Action item:
Nothing but the lines below between the line holding "filename shared_utils/src/progress.rs" and the line holding "pb.set_style(style);", inclusive, should appear in the answer, each set down exactly.

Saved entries
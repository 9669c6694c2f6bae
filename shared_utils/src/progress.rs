//! Progress bars and human-readable formatting.
//!
//! Bars are hidden while quiet mode is on (JSON output, tests) so that
//! machine-readable stdout stays clean.

use indicatif::{ProgressBar, ProgressDrawTarget, ProgressStyle};
use std::sync::atomic::{AtomicBool, Ordering};
use std::time::Duration;

static QUIET_MODE: AtomicBool = AtomicBool::new(false);

pub mod progress_style {
    /// indicatif wants three characters: filled, current, empty.
    pub const PROGRESS_CHARS: &str = "█▓░";

    pub const SPINNER_CHARS: &str = "⠋⠙⠹⠸⠼⠴⠦⠧⠇⠏";

    pub const BATCH_TEMPLATE: &str =
        "{spinner:.green} {prefix:.cyan.bold} ▕{bar:35.green/black}▏ {pos}/{len} ({percent}%) ETA {eta} {wide_msg}";
}

pub fn set_quiet_mode(quiet: bool) {
    QUIET_MODE.store(quiet, Ordering::Relaxed);
}

pub fn is_quiet_mode() -> bool {
    QUIET_MODE.load(Ordering::Relaxed)
}

pub fn create_progress_bar(total: u64, prefix: &str) -> ProgressBar {
    let pb = ProgressBar::new(total);

    if is_quiet_mode() {
        pb.set_draw_target(ProgressDrawTarget::hidden());
    } else {
        let style = ProgressStyle::default_bar()
            .template(progress_style::BATCH_TEMPLATE)
            .unwrap_or_else(|_| ProgressStyle::default_bar())
            .progress_chars(progress_style::PROGRESS_CHARS)
            .tick_chars(progress_style::SPINNER_CHARS);
        pb.set_style(style);
        pb.set_prefix(prefix.to_string());
        pb.enable_steady_tick(Duration::from_millis(100));
    }
    pb
}

pub fn create_spinner(message: &str) -> ProgressBar {
    let spinner = ProgressBar::new_spinner();

    if is_quiet_mode() {
        spinner.set_draw_target(ProgressDrawTarget::hidden());
    } else {
        let style = ProgressStyle::default_spinner()
            .template("{spinner:.green} {msg}")
            .unwrap_or_else(|_| ProgressStyle::default_spinner())
            .tick_chars(progress_style::SPINNER_CHARS);
        spinner.set_style(style);
        spinner.set_message(message.to_string());
        spinner.enable_steady_tick(Duration::from_millis(80));
    }
    spinner
}

/// Binary units, two decimals above one KB.
pub fn format_bytes(bytes: u64) -> String {
    const UNITS: [&str; 4] = ["KB", "MB", "GB", "TB"];

    if bytes < 1024 {
        return format!("{} B", bytes);
    }
    let mut value = bytes as f64 / 1024.0;
    let mut unit = 0;
    while value >= 1024.0 && unit < UNITS.len() - 1 {
        value /= 1024.0;
        unit += 1;
    }
    format!("{:.2} {}", value, UNITS[unit])
}

pub fn format_duration(duration: Duration) -> String {
    let secs = duration.as_secs();
    if secs >= 3600 {
        format!("{}h {}m {}s", secs / 3600, (secs % 3600) / 60, secs % 60)
    } else if secs >= 60 {
        format!("{}m {}s", secs / 60, secs % 60)
    } else {
        format!("{:.1}s", duration.as_secs_f64())
    }
}

#[cfg(test)]
mod tests {
    use super::*;

    #[test]
    fn test_format_bytes() {
        assert_eq!(format_bytes(512), "512 B");
        assert_eq!(format_bytes(2048), "2.00 KB");
        assert_eq!(format_bytes(5 * 1024 * 1024), "5.00 MB");
        assert_eq!(format_bytes(3 * 1024 * 1024 * 1024), "3.00 GB");
        assert_eq!(format_bytes(1536 * 1024 * 1024 * 1024), "1.50 TB");
    }

    #[test]
    fn test_format_duration() {
        assert_eq!(format_duration(Duration::from_millis(1500)), "1.5s");
        assert_eq!(format_duration(Duration::from_secs(125)), "2m 5s");
        assert_eq!(format_duration(Duration::from_secs(3725)), "1h 2m 5s");
    }

    #[test]
    fn test_hidden_bar_still_counts() {
        set_quiet_mode(true);
        let pb = create_progress_bar(3, "Converting");
        pb.inc(2);
        assert_eq!(pb.position(), 2);
        pb.finish_and_clear();
        set_quiet_mode(false);
    }
}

Task result:
filename shared_utils/src/progress.rs
//! Progress bars and human-readable formatting.
//!
//! Bars are hidden while quiet mode is on (JSON output, tests) so that
//! machine-readable stdout stays clean.

use indicatif::{ProgressBar, ProgressDrawTarget, ProgressStyle};
use std::sync::atomic::{AtomicBool, Ordering};
use std::time::Duration;

static QUIET_MODE: AtomicBool = AtomicBool::new(false);

pub mod progress_style {
    /// indicatif wants three characters: filled, current, empty.
    pub const PROGRESS_CHARS: &str = "█▓░";

    pub const SPINNER_CHARS: &str = "⠋⠙⠹⠸⠼⠴⠦⠧⠇⠏";

    pub const BATCH_TEMPLATE: &str =
        "{spinner:.green} {prefix:.cyan.bold} ▕{bar:35.green/black}▏ {pos}/{len} ({percent}%) ETA {eta} {wide_msg}";
}

pub fn set_quiet_mode(quiet: bool) {
    QUIET_MODE.store(quiet, Ordering::Relaxed);
}

pub fn is_quiet_mode() -> bool {
    QUIET_MODE.load(Ordering::Relaxed)
}

pub fn create_progress_bar(total: u64, prefix: &str) -> ProgressBar {
    let pb = ProgressBar::new(total);

    if is_quiet_mode() {
        pb.set_draw_target(ProgressDrawTarget::hidden());
    } else {
        let style = ProgressStyle::default_bar()
            .template(progress_style::BATCH_TEMPLATE)
            .unwrap_or_else(|_| ProgressStyle::default_bar())
            .progress_chars(progress_style::PROGRESS_CHARS)
            .tick_chars(progress_style::SPINNER_CHARS);
        pb.set_style(style);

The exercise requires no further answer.